A review by couuboy
Jesus' Son by Denis Johnson

4.0

At times I felt the influence of Carver and other times of Gass, but also throughout all of these stories was its own distinct, singular tone. Denis Johnson paints a world that you want to believe is 2-dimensional but which always ends up taking the bleak shape you felt it would all along. There is an architectonic linking all the stories in this collection which can basically be distilled to the narrators 'chewed up and spat out' ontology, which is what maintains the bleakness but also what maintains the poetics.
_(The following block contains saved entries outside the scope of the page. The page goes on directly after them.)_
pub mod mint;

pub use mint::{AssetMetadata, MetadataAttribute, MintResponse};
use crate::views::QuizPage;
use axum::extract::RawQuery;
use axum::response::IntoResponse;

/// Renders the quiz. A `token` parameter marks the page as opened from a
/// shared link; repeated or malformed parameters never reject the request.
pub async fn quiz_page(RawQuery(query): RawQuery) -> impl IntoResponse {
    QuizPage {
        shared_token: query.as_deref().and_then(shared_token),
    }
}

/// First non-empty `token` value in a query string.
fn shared_token(query: &str) -> Option<String> {
    serde_urlencoded::from_str::<Vec<(String, String)>>(query)
        .unwrap_or_default()
        .into_iter()
        .find(|(key, value)| key == "token" && !value.is_empty())
        .map(|(_, value)| value)
}

#[cfg(test)]
mod tests {
    use super::*;

    #[test]
    fn repeated_token_keeps_first_non_empty() {
        assert_eq!(shared_token("token=&token=b&token=c").as_deref(), Some("b"));
        assert_eq!(shared_token("token=a&token=b").as_deref(), Some("a"));
    }

    #[test]
    fn missing_or_empty_token_is_none() {
        assert_eq!(shared_token(""), None);
        assert_eq!(shared_token("other=1"), None);
        assert_eq!(shared_token("token="), None);
    }

    #[test]
    fn token_is_percent_decoded() {
        assert_eq!(shared_token("token=a%20b").as_deref(), Some("a b"));
    }
}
I first came across Johnson in an anthology of experimental fiction with the story "Car Crash While Hitchhiking" (which is the first story in this collection) and knew that if any of his other works were even half as impressive they would be worth reading. I stand by this claim although I must say that Car Crash probably remains the clear standout (this is not to say that other stories didn't come close - Dirty Wedding and Emergency often coming very close).

I won't say any more of my own words and will instead drop a few quotes that I believe particularly demonstrate the genius that lurks.

"I could understand how a drowning man might suddenly feel a deep thirst being quenched."

"No more pretending for him! He was completely and openly a mess. Meanwhile the rest of us go on trying to fool each other."

"All these weirdos, and me getting a little better every day right in the midst of them. I had never known, never even imagined for a heartbeat, that there might be a place for people like us."

"The three of us had formed a group based on something erroneous, some basic misunderstanding that hadn't yet come to light, and so we kept on in one another's company, going to bars and having conversations."

"I know there are people who believe that wherever you look, all you see is yourself. Episodes like this make me wonder if they aren't right."